Čečava (Serbian Cyrillic: Чечава) is a village in the municipality of Teslić, Bosnia and Herzegovina.

Ethnic composition, 1991 census

total: 2,616
 Serbs - 2,503 (95.68%)
 Yugoslavs - 54 (2.06%)
 Croats - 36 (1.37%)
 others and unknown - 22 (0.84%)

History
Čečava makes its first appearance in 1323 in records and documents of a decree by prince Stjepan and his brother Vladislav Kotromanić, in which supervisor Grgur Stipanović is rewarded for his obedience with the annexation of five villages, in the territory of Usora, to his kingdom. It is written: "Firstly Chechava, secondly Hrastusa, thirdly Unenovichi Uskrsh,..."

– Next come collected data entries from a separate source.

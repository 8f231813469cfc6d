//! The fixed-order note translation pipeline: scale quantization, then arpeggiation.
//!
//! Quantization is a correction, so it always runs first; the arpeggiator only ever sees in-scale pitches. Stages
//! that configuration disables are simply left out of the active list, which behaves as identity.

mod quantizer;
pub use quantizer::*;

use crate::configuration::Config;
use enum_dispatch::enum_dispatch;
use tinyvec::ArrayVec;
use wmidi::{Note, U7};

/// A single stage of the [`Pipeline`].
#[enum_dispatch]
pub trait Layer {
    /// Transforms a pitch on its way through the pipeline.
    fn transform(&self, note: Note, velocity: U7) -> Note;

    /// Short label for logs and status displays.
    fn name(&self) -> &'static str;
}

/// Snaps pitches to a scale.
#[derive(Clone, Copy, Debug, PartialEq)]
pub struct ScaleQuantizeLayer {
    quantizer: ScaleQuantizer,
}

impl Layer for ScaleQuantizeLayer {
    fn transform(&self, note: Note, _velocity: U7) -> Note {
        self.quantizer.quantize(note)
    }

    fn name(&self) -> &'static str {
        "quantize"
    }
}

/// Marks that notes are buffered by the arpeggiator rather than passed straight through.
///
/// Pitches are not changed here; the arpeggiator consumes them on its own clock.
#[derive(Clone, Copy, Debug, PartialEq, Default)]
pub struct ArpeggiateLayer;

impl Layer for ArpeggiateLayer {
    fn transform(&self, note: Note, _velocity: U7) -> Note {
        note
    }

    fn name(&self) -> &'static str {
        "arpeggiate"
    }
}

/// Any stage the [`Pipeline`] can hold.
#[enum_dispatch(Layer)]
#[derive(Clone, Copy, Debug, PartialEq)]
pub enum Stage {
    /// See [`ScaleQuantizeLayer`].
    ScaleQuantize(ScaleQuantizeLayer),
    /// See [`ArpeggiateLayer`].
    Arpeggiate(ArpeggiateLayer),
}

// required by `ArrayVec`; never observable since only pushed stages are iterated
impl Default for Stage {
    fn default() -> Self {
        Stage::Arpeggiate(ArpeggiateLayer)
    }
}

/// The active stages, in the order they apply.
#[derive(Clone, Copy, Debug, PartialEq)]
pub struct Pipeline {
    stages: ArrayVec<[Stage; 2]>,
    quantizer: ScaleQuantizer,
}

impl Pipeline {
    /// Builds a pipeline for the given configuration.
    pub fn new(config: &Config) -> Self {
        let mut pipeline = Self {
            stages: ArrayVec::new(),
            quantizer: ScaleQuantizer::chromatic(),
        };
        pipeline.reconfigure(config);
        pipeline
    }

    /// Rebuilds the active stage list. Holds no timing state, so the clock is unaffected.
    pub fn reconfigure(&mut self, config: &Config) {
        let config = config.sanitized();
        self.quantizer = ScaleQuantizer::new(config.scale, config.root);
        self.stages.clear();
        if config.quantizes() {
            self.stages.push(Stage::ScaleQuantize(ScaleQuantizeLayer {
                quantizer: self.quantizer,
            }));
        }
        if config.arpeggiates() {
            self.stages.push(Stage::Arpeggiate(ArpeggiateLayer));
        }
        debug!("Pipeline rebuilt with {} active stage(s)", self.stages.len());
    }

    /// Runs a note through every active stage in order.
    pub fn process(&self, note: Note, velocity: U7) -> Note {
        self.stages
            .iter()
            .fold(note, |note, stage| stage.transform(note, velocity))
    }

    /// The quantize rule alone; identity when quantization is disabled.
    pub fn quantizer(&self) -> ScaleQuantizer {
        self.quantizer
    }

    /// Whether notes should be buffered by the arpeggiator.
    pub fn arpeggiates(&self) -> bool {
        self.stages
            .iter()
            .any(|stage| matches!(stage, Stage::Arpeggiate(_)))
    }

    /// Labels of the active stages, in order.
    pub fn stage_names(&self) -> impl Iterator<Item = &'static str> + '_ {
        self.stages.iter().map(|stage| stage.name())
    }
}
use crate::configuration::{ClockRate, Config};
use embassy_time::Duration;

/// MIDI clock resolution: pulses per quarter note.
pub const PPQN: u32 = 24;

const NANOS_PER_MINUTE: u128 = 60_000_000_000;

/// Swing is expressed in percent; a straight pair splits 50/50.
const STRAIGHT: u128 = 50;

/// Internal clock timing: tempo, rate, swing and division, and the exact pulse schedule they produce.
///
/// Pulses are grouped into two-step pairs of `2 · division` pulses. Every pulse of the first step lasts
/// `2 · base · swing / 100` and every pulse of the second `2 · base · (100 − swing) / 100`, where
/// `base = 60 / (bpm · 24)` seconds scaled by the rate. Offsets are computed with integer arithmetic from the start of
/// a pair, so no rounding error accumulates however many pulses elapse.
#[derive(Clone, Copy, Debug, PartialEq)]
#[cfg_attr(feature = "defmt", derive(defmt::Format))]
pub struct Tempo {
    bpm: u16,
    rate: ClockRate,
    swing: u8,
    division: u8,
}

impl Tempo {
    /// Tempo from already-sanitized values.
    pub fn new(bpm: u16, rate: ClockRate, swing: u8, division: u8) -> Self {
        Self {
            bpm: bpm.max(1),
            rate,
            swing: swing.clamp(50, 100),
            division: division.max(1),
        }
    }

    /// Tempo described by a configuration.
    pub fn from_config(config: &Config) -> Self {
        let config = config.sanitized();
        Self::new(config.bpm, config.rate, config.swing, config.division)
    }

    /// Beats per minute before the rate is applied.
    pub fn bpm(&self) -> u16 {
        self.bpm
    }

    /// Multiplier or divider applied to the base interval.
    pub fn rate(&self) -> ClockRate {
        self.rate
    }

    /// Clock pulses per step.
    pub fn division(&self) -> u8 {
        self.division
    }

    /// Percentage of a pair given to its first step.
    pub fn swing(&self) -> u8 {
        self.swing
    }

    /// Nanoseconds per minute, scaled by the rate's divider.
    fn numerator(&self) -> u128 {
        let (_, divider) = self.rate.factor();
        NANOS_PER_MINUTE * u128::from(divider)
    }

    /// Pulses per minute, scaled by the rate's multiplier.
    fn denominator(&self) -> u128 {
        let (multiplier, _) = self.rate.factor();
        u128::from(self.bpm) * u128::from(PPQN) * u128::from(multiplier)
    }

    /// Position of the start of `pulse` (counted from the start of a pair) in units of `base / 50`.
    fn units(&self, pulse: u64) -> u128 {
        let division = u128::from(self.division);
        let swing = u128::from(self.swing);
        let pulse = u128::from(pulse);
        let pairs = pulse / (2 * division);
        let within = pulse % (2 * division);
        let within_units = if within <= division {
            within * swing
        } else {
            swing * division + (within - division) * (100 - swing)
        };
        pairs * 100 * division + within_units
    }

    /// Time from the start of the pulse at `phase` within a pair until `pulses` further pulses have elapsed.
    pub fn offset(&self, phase: u32, pulses: u64) -> Duration {
        let start = u64::from(phase);
        let units = self.units(start + pulses) - self.units(start);
        let nanos = self.numerator() * units / (STRAIGHT * self.denominator());
        Duration::from_nanos(u64::try_from(nanos).unwrap_or(u64::MAX))
    }

    /// Unswung pulse interval, in nanoseconds.
    pub fn base_interval_nanos(&self) -> f64 {
        self.numerator() as f64 / self.denominator() as f64
    }

    /// Duration of the pulse at `phase` within a pair, in nanoseconds, without rounding to timer ticks.
    pub fn pulse_delay_nanos(&self, phase: u32) -> f64 {
        let phase = u64::from(phase);
        let units = self.units(phase + 1) - self.units(phase);
        (self.numerator() * units) as f64 / (STRAIGHT * self.denominator()) as f64
    }
}

#[cfg(test)]
mod tests {
    use super::*;

    fn close(expected: f64, actual: f64, tolerance: f64) -> bool {
        let delta = expected - actual;
        delta <= tolerance && delta >= -tolerance
    }

    #[test]
    fn base_interval_at_120_bpm() {
        let tempo = Tempo::new(120, ClockRate::Normal, 50, 6);
        // 60 / (120 * 24) s
        assert!(close(20_833_333.333, tempo.base_interval_nanos(), 1.0));
    }

    #[test]
    fn rate_scales_the_base_interval() {
        let normal = Tempo::new(100, ClockRate::Normal, 50, 6).base_interval_nanos();
        let doubled = Tempo::new(100, ClockRate::Mul2, 50, 6).base_interval_nanos();
        let eighth = Tempo::new(100, ClockRate::Div8, 50, 6).base_interval_nanos();
        assert!(close(normal / 2.0, doubled, 1e-3));
        assert!(close(normal * 8.0, eighth, 1e-3));
    }

    #[test]
    fn swing_pairs_sum_to_twice_the_base_interval() {
        for swing in 50..=100 {
            for rate in [ClockRate::Div4, ClockRate::Normal, ClockRate::Mul8] {
                let tempo = Tempo::new(97, rate, swing, 6);
                let base = tempo.base_interval_nanos();
                for phase in 0..6 {
                    let first = tempo.pulse_delay_nanos(phase);
                    let second = tempo.pulse_delay_nanos(phase + 6);
                    assert!(
                        close(2.0 * base, first + second, 1e-3),
                        "swing {} phase {}: {} + {} != 2 * {}",
                        swing,
                        phase,
                        first,
                        second,
                        base
                    );
                }
            }
        }
    }

    #[test]
    fn swing_lengthens_the_first_step() {
        let tempo = Tempo::new(120, ClockRate::Normal, 66, 6);
        let base = tempo.base_interval_nanos();
        assert!(close(base * 1.32, tempo.pulse_delay_nanos(0), 1e-3));
        assert!(close(base * 0.68, tempo.pulse_delay_nanos(11), 1e-3));
    }

    #[test]
    fn offsets_are_exact_over_many_pairs() {
        // 125 BPM gives a 20 ms pulse, which divides evenly into nanoseconds
        let tempo = Tempo::new(125, ClockRate::Normal, 75, 6);
        assert_eq!(
            Duration::from_millis(20 * 12 * 10_000),
            tempo.offset(0, 12 * 10_000),
            "Expected left but got right"
        );
        // offsets starting mid-pair cover the same span
        assert_eq!(
            Duration::from_millis(20 * 12),
            tempo.offset(7, 12),
            "Expected left but got right"
        );
    }
}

Because of his loyalty Grgur seems to have been the delegate representative of the Bosnian court, to escort Prince Stjepan's matchmakings from the Hungarian King. There's also a myth that may be relative to this historical source. In the settlement of Plane east of the Grualj hill (643m/1,780 feet), a smaller hill lies, which is called "The hill of  the Queen" (Kraljichino Brdo). At its northwestern side the hill is surrounded by woods and so it seems obvious that its top had been cleaned of the woods for some purpose. There also exists a crossroads of old paths leading to all far directions used by caravans; the way to Stupa and Osredak(Stupljanski put), the way through Miladić Brdo to Čečava, the Pope's Road (Popovski Put) to Kulaši and the way over the Grualj hill to Gornji Vijačani and Snjegotina.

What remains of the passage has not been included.